The Deceit of Subsidies
And the Regenerative Ag Alternative
Hello,
I've been thinking too much about crop subsidies lately - why they are used and how they have changed agriculture so much over the last 90 years. Subsidies have shaped the amount of land that has been plowed, the value of marginal land, and food prices. They support, enhance, and hold up a vast majority of the enterprises in conventional agriculture. Subsidies are the backbone of modern farming.
Regenerative agriculture doesn't need subsidies to remain viable, and today I want to explore a couple of reasons why that is.
First, in regenerative agriculture the farmer optimizes for the health of the whole ecosystem. His decisions factor in the health of soil microbiology, plant nutrition, and animal wellbeing. The land rarely to never has only one species of plants growing on it. Because the goal of the farm is the health of the ecosystem, the farmer chooses not to produce a crop that fits into a subsidy program.
The subsidized crops that have become the backbone of the conventional system are planted as a standalone, mono-crop. In order to meet grade, all competing plants and biology is aggressively removed. This optimizes for the single crop produced, but takes no account for the field ecosystem as a whole. To a farmer practicing regenerative agriculture, a subsidized mono-crop would cause harm to the ecosystem they are developing. Changing the goal to optimizing for the health of the whole ecosystem changes the input decisions.
Second, regenerative agriculture focuses on local distribution where possible. The productive capacity of the land needs to cover the expenses of the land. By cutting out distribution to far away places, the farmer is better able to make a viable living from the land. Produce it local, sell it local. This local economy facilitates transparency in the interaction and encourages honesty since repeat business is only possible where trust exists.
Subsidies are a political tool and are used to extend influence either over a foreign nation or a domestic interest group. They guarantee the price of the commodity to the buyer at a low price yet promise the seller a higher price. The subsidy lies to both the buyer and seller about the true cost, and requires a funding source to make up the difference. Such luxuries don't exist in a local economy.
Third, regenerative agriculture seeks efficiency. To be productive in a regenerative agriculture ecosystem, the farmer has to capture the energy of the sun and effectively cycle that energy through the plants, soil, and animals. The farmer who has bare ground or lack of plant diversity isn't managing this cycle well. He is wasting the energy of the sun and missing an opportunity to increase the efficiency of the energy cycle.
Now one of the lies that a subsidy tells is this: it lies to the farmer about how efficient their energy production is. The farmer receiving the subsidy sees no reason to change their input decisions because they are being deceitfully rewarded for the poor decisions they are already making about their energy efficiency.
By taking the whole ecosystem into account, the regenerative farmer avoids this lie as he seeks to optimize for the efficiency the energy cycle.

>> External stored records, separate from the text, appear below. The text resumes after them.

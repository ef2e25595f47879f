// src/queue/mod.rs
// =============================================================================
// The bounded-concurrency task queue and the helpers task bodies use with it.
//
// Submodules:
// - pool:  the worker pool + FIFO backlog (TaskQueue, TaskHandle)
// - guard: cancellation and timeout wrapping for a single I/O call
//
// The guard is deliberately separate from the pool: the pool only decides
// *when* a task runs, the task body decides how long it is willing to wait.
// =============================================================================

mod guard;
mod pool;

pub use guard::guarded;
pub use pool::{QueueStats, TaskHandle, TaskQueue};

I would love to see a collapse of crop subsidies. Farmers would be required to treat their work as a business. They would seek efficiency and overall health in their farm ecosystem to remain viable. I'm grateful that regenerative agriculture is leading the way and demonstrating that there is a profitable farming alternative that doesn't rely on the deceitful market signals of subsidies.
I've found that writing about things on my mind allows me to wrestle with ideas and synthesize information. My writing isn't about sharing knowledge (I don't have much of that). I write to understand better and clarify my thinking. If you are interested in engaging with these ideas or challenging me on something I've written here, I welcome your input!

I would hope for an unwinding of crop subsidies, rather than a collapse. A collapse, which I don't think is politically feasible, would cause consumer prices to skyrocket which would hurt too many people too severely. (that's my guess, anyway.) An unwinding and its attendant price corrections would cause some discomfort, and would induce the necessary behavioral changes among consumers.
The unintended consequences of market manipulation are truly mind-boggling.
First time reading one of your essays, I like it. In your last paragraph I agree if there was a collapse in farm subsidies, there wouldn't be as much corn/beans grown in our most fertile areas.
I also wonder if there's a way to encourage existing landowners to convert land to a regenerative model. Maybe even if it's enough for a small herd as an experiment for the owner. Persuasion is king after all. Traditional Ag has insane debt loads and equipment costs for those monocrops, and the assumption I make is they may think it's the only way to make profitable use of the land.